Hmm, could we use the blue tarp treatment for the stuff we’re not putting out? Because the clutter doesn’t end in the basement.

If I told you how long little bottles of nail polish, sample bottles of shampoo and bubble bath, deodorant bottles, tubes of lip balm, errant Q-Tips and cotton balls, have been falling out of the bathroom cupboard every time its door is opened, you probably wouldn’t let your kids or grandkids play with my kids. I’ve fully intended to tackle this task but once you shove the stuff back in and shut the door, it’s easy to forget until the next morning when it all tumbles out again and then of course, there isn’t time.

Somehow, Sunday became cleaning day. My to-do list did not originally include cupboard de-cluttering, but when I had to wrestle the falling bottles during a search for a back-up bottle of sunscreen, I knew it just couldn’t be put off anymore. David had misplaced the sunscreen he’d used just the day before and I was sure additional bottles could be found nestled in their own little basket of like items: Summer Lotions (sunscreen and bug repellent).

Finding the little basket meant removing the two travel bags of toiletries, the Klutz Press face painting book, the bag of cotton balls, and an assorted mess of bottles (refer to the falling items above).

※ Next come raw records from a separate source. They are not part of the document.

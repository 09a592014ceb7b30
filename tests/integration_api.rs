//! API integration tests
//!
//! Drive the real router against the database configured by DATABASE_URL.

use axum::{
    body::{to_bytes, Body},
    http::{header, Request, StatusCode},
    Router,
};
use banking_api::api::{
    self,
    routes::{CreateAccountRequest, CreateTransactionRequest},
    AppState,
};
use rust_decimal::Decimal;
use rust_decimal_macros::dec;
use serde_json::Value;
use sqlx::PgPool;
use tower::util::ServiceExt;

mod common;

fn test_app(pool: PgPool) -> Router {
    api::create_router().with_state(AppState {
        pool,
        default_credit_limit: dec!(1000.00),
    })
}

async fn create_account(app: &Router, document_number: &str) -> (StatusCode, Value, Option<String>) {
    let req = Request::builder()
        .method("POST")
        .uri("/accounts")
        .header("content-type", "application/json")
        .body(Body::from(
            serde_json::to_string(&CreateAccountRequest {
                document_number: document_number.to_string(),
            })
            .unwrap(),
        ))
        .unwrap();

    let response = app.clone().oneshot(req).await.unwrap();
    let status = response.status();
    let location = response
        .headers()
        .get(header::LOCATION)
        .map(|v| v.to_str().unwrap().to_string());
    let body = to_bytes(response.into_body(), usize::MAX).await.unwrap();
    let json: Value = serde_json::from_slice(&body).unwrap();

    (status, json, location)
}

async fn post_transaction(
    app: &Router,
    account_id: i64,
    operation_type_id: i16,
    amount: Decimal,
) -> (StatusCode, Value) {
    let req = Request::builder()
        .method("POST")
        .uri("/transactions")
        .header("content-type", "application/json")
        .body(Body::from(
            serde_json::to_string(&CreateTransactionRequest {
                account_id,
                operation_type_id,
                amount,
            })
            .unwrap(),
        ))
        .unwrap();

    let response = app.clone().oneshot(req).await.unwrap();
    let status = response.status();
    let body = to_bytes(response.into_body(), usize::MAX).await.unwrap();
    let json: Value = serde_json::from_slice(&body).unwrap();

    (status, json)
}

async fn account_balance(pool: &PgPool, account_id: i64) -> Decimal {
    sqlx::query_scalar("SELECT balance FROM accounts WHERE account_id = $1")
        .bind(account_id)
        .fetch_one(pool)
        .await
        .unwrap()
}

#[tokio::test]
async fn test_account_lifecycle() {
    let _guard = common::db_guard().await;
    let pool = common::setup_test_db().await;
    let app = test_app(pool.clone());

    // Create
    let (status, json, location) = create_account(&app, "12345678900").await;
    assert_eq!(status, StatusCode::CREATED);
    assert_eq!(json["document_number"], "12345678900");
    let account_id = json["account_id"].as_i64().unwrap();
    assert_eq!(location.unwrap(), format!("/accounts/{}", account_id));

    // Fetch it back
    let req = Request::builder()
        .method("GET")
        .uri(format!("/accounts/{}", account_id))
        .body(Body::empty())
        .unwrap();
    let response = app.clone().oneshot(req).await.unwrap();
    assert_eq!(response.status(), StatusCode::OK);
    let body = to_bytes(response.into_body(), usize::MAX).await.unwrap();
    let json: Value = serde_json::from_slice(&body).unwrap();
    assert_eq!(json["account_id"].as_i64().unwrap(), account_id);
    assert_eq!(json["document_number"], "12345678900");

    // New accounts start at balance 0
    assert_eq!(account_balance(&pool, account_id).await, Decimal::ZERO);

    // Duplicate document number
    let (status, json, _) = create_account(&app, "12345678900").await;
    assert_eq!(status, StatusCode::CONFLICT);
    assert_eq!(json["status"], 409);
    assert_eq!(json["error"], "Conflict");
    assert_eq!(
        json["message"],
        "Account with document number 12345678900 already exists"
    );
    assert!(json["timestamp"].is_string());
}

#[tokio::test]
async fn test_get_unknown_account() {
    let _guard = common::db_guard().await;
    let pool = common::setup_test_db().await;
    let app = test_app(pool);

    let req = Request::builder()
        .method("GET")
        .uri("/accounts/999999")
        .body(Body::empty())
        .unwrap();
    let response = app.oneshot(req).await.unwrap();
    assert_eq!(response.status(), StatusCode::NOT_FOUND);

    let body = to_bytes(response.into_body(), usize::MAX).await.unwrap();
    let json: Value = serde_json::from_slice(&body).unwrap();
    assert_eq!(json["status"], 404);
    assert_eq!(json["error"], "Not Found");
    assert_eq!(json["message"], "Account with id 999999 not found");
}

#[tokio::test]
async fn test_create_account_validation() {
    let _guard = common::db_guard().await;
    let pool = common::setup_test_db().await;
    let app = test_app(pool);

    for document_number in ["123456789", "123456789001", "12345abc900", ""] {
        let (status, json, _) = create_account(&app, document_number).await;
        assert_eq!(
            status,
            StatusCode::BAD_REQUEST,
            "document number {:?} should be rejected",
            document_number
        );
        assert_eq!(json["status"], 400);
        assert_eq!(json["error"], "Bad Request");
    }
}

#[tokio::test]
async fn test_payment_then_rejected_purchase() {
    let _guard = common::db_guard().await;
    let pool = common::setup_test_db().await;
    let app = test_app(pool.clone());

    let (_, json, _) = create_account(&app, "11122233344").await;
    let account_id = json["account_id"].as_i64().unwrap();

    // Payment of 123.45 credits the balance
    let (status, json) = post_transaction(&app, account_id, 4, dec!(123.45)).await;
    assert_eq!(status, StatusCode::CREATED);
    assert_eq!(json["account_id"].as_i64().unwrap(), account_id);
    assert_eq!(json["operation_type_id"], 4);
    assert_eq!(json["amount"], "123.45");
    assert!(json["transaction_id"].as_i64().is_some());
    assert_eq!(account_balance(&pool, account_id).await, dec!(123.45));

    // A 1200.00 purchase would leave available = -76.55
    let (status, json) = post_transaction(&app, account_id, 1, dec!(1200.00)).await;
    assert_eq!(status, StatusCode::BAD_REQUEST);
    assert_eq!(json["status"], 400);
    assert_eq!(
        json["message"],
        "Insufficient limit: available limit would drop to -76.55"
    );

    // Balance untouched, no ledger row added
    assert_eq!(account_balance(&pool, account_id).await, dec!(123.45));
    let count: i64 =
        sqlx::query_scalar("SELECT COUNT(*) FROM transactions WHERE account_id = $1")
            .bind(account_id)
            .fetch_one(&pool)
            .await
            .unwrap();
    assert_eq!(count, 1);
}

#[tokio::test]
async fn test_withdrawal_exactly_at_limit() {
    let _guard = common::db_guard().await;
    let pool = common::setup_test_db().await;
    let app = test_app(pool.clone());

    let (_, json, _) = create_account(&app, "55566677788").await;
    let account_id = json["account_id"].as_i64().unwrap();

    // available = -1000.00 + 1000.00 = 0, which is allowed
    let (status, json) = post_transaction(&app, account_id, 3, dec!(1000.00)).await;
    assert_eq!(status, StatusCode::CREATED);
    assert_eq!(json["operation_type_id"], 3);
    assert_eq!(json["amount"], "-1000.00");
    assert_eq!(account_balance(&pool, account_id).await, dec!(-1000.00));
}

#[tokio::test]
async fn test_transaction_request_validation() {
    let _guard = common::db_guard().await;
    let pool = common::setup_test_db().await;
    let app = test_app(pool.clone());

    let (_, json, _) = create_account(&app, "99988877766").await;
    let account_id = json["account_id"].as_i64().unwrap();

    // Unknown account
    let (status, json) = post_transaction(&app, 999999, 1, dec!(10.00)).await;
    assert_eq!(status, StatusCode::NOT_FOUND);
    assert_eq!(json["message"], "Account with id 999999 not found");

    // Operation type outside 1-4
    for code in [0, 5, 99] {
        let (status, json) = post_transaction(&app, account_id, code, dec!(10.00)).await;
        assert_eq!(status, StatusCode::BAD_REQUEST);
        assert_eq!(
            json["message"],
            format!("Operation type id {} is invalid", code)
        );
    }

    // Invalid amounts: zero, negative, more than 2 fractional digits
    for amount in [dec!(0), dec!(-10.00), dec!(0.125)] {
        let (status, json) = post_transaction(&app, account_id, 1, amount).await;
        assert_eq!(status, StatusCode::BAD_REQUEST, "amount {} should be rejected", amount);
        assert!(json["message"].as_str().unwrap().starts_with("Validation failed: amount:"));
    }

    // Nothing was posted
    let count: i64 =
        sqlx::query_scalar("SELECT COUNT(*) FROM transactions WHERE account_id = $1")
            .bind(account_id)
            .fetch_one(&pool)
            .await
            .unwrap();
    assert_eq!(count, 0);
}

Once all that was out, there was no stopping me. I decluttered and organized with wild abandon. You’d never know it to look in the cupboard or the trash, though. I could only let go of an essentially empty can of mousse, several tubes of lip balm, various toothpaste tubes with just a tiny bit left (some kid seems to replace them with a full tube before getting every last bit out), and a few trial samples of shampoo and such.

I worry about the poor example I’m setting for my kids. Will they repeat the pattern and make a home with too much stuff cluttering their lives? But I think back to a game we played on the way to New York for spring break. I had brought along the book, From Around the Family Table: 365 Mealtime Conversations for Parents and Children by Ronda Coleman, and the kids humored me by calling out numbers and I read the thought provoking questions.

The condensed version of number nine: You have 10 minutes to get out of your house due to an impending wildfire raging nearby. What do you take with you?

They, and their friends who accompanied us, hashed around a few things such as a pillow, clothes and pictures, but ultimately concluded that the material things don’t really matter.

Now, if I could hang on to that thought, I might be able to let a few more items join the ugly green couch at the curb.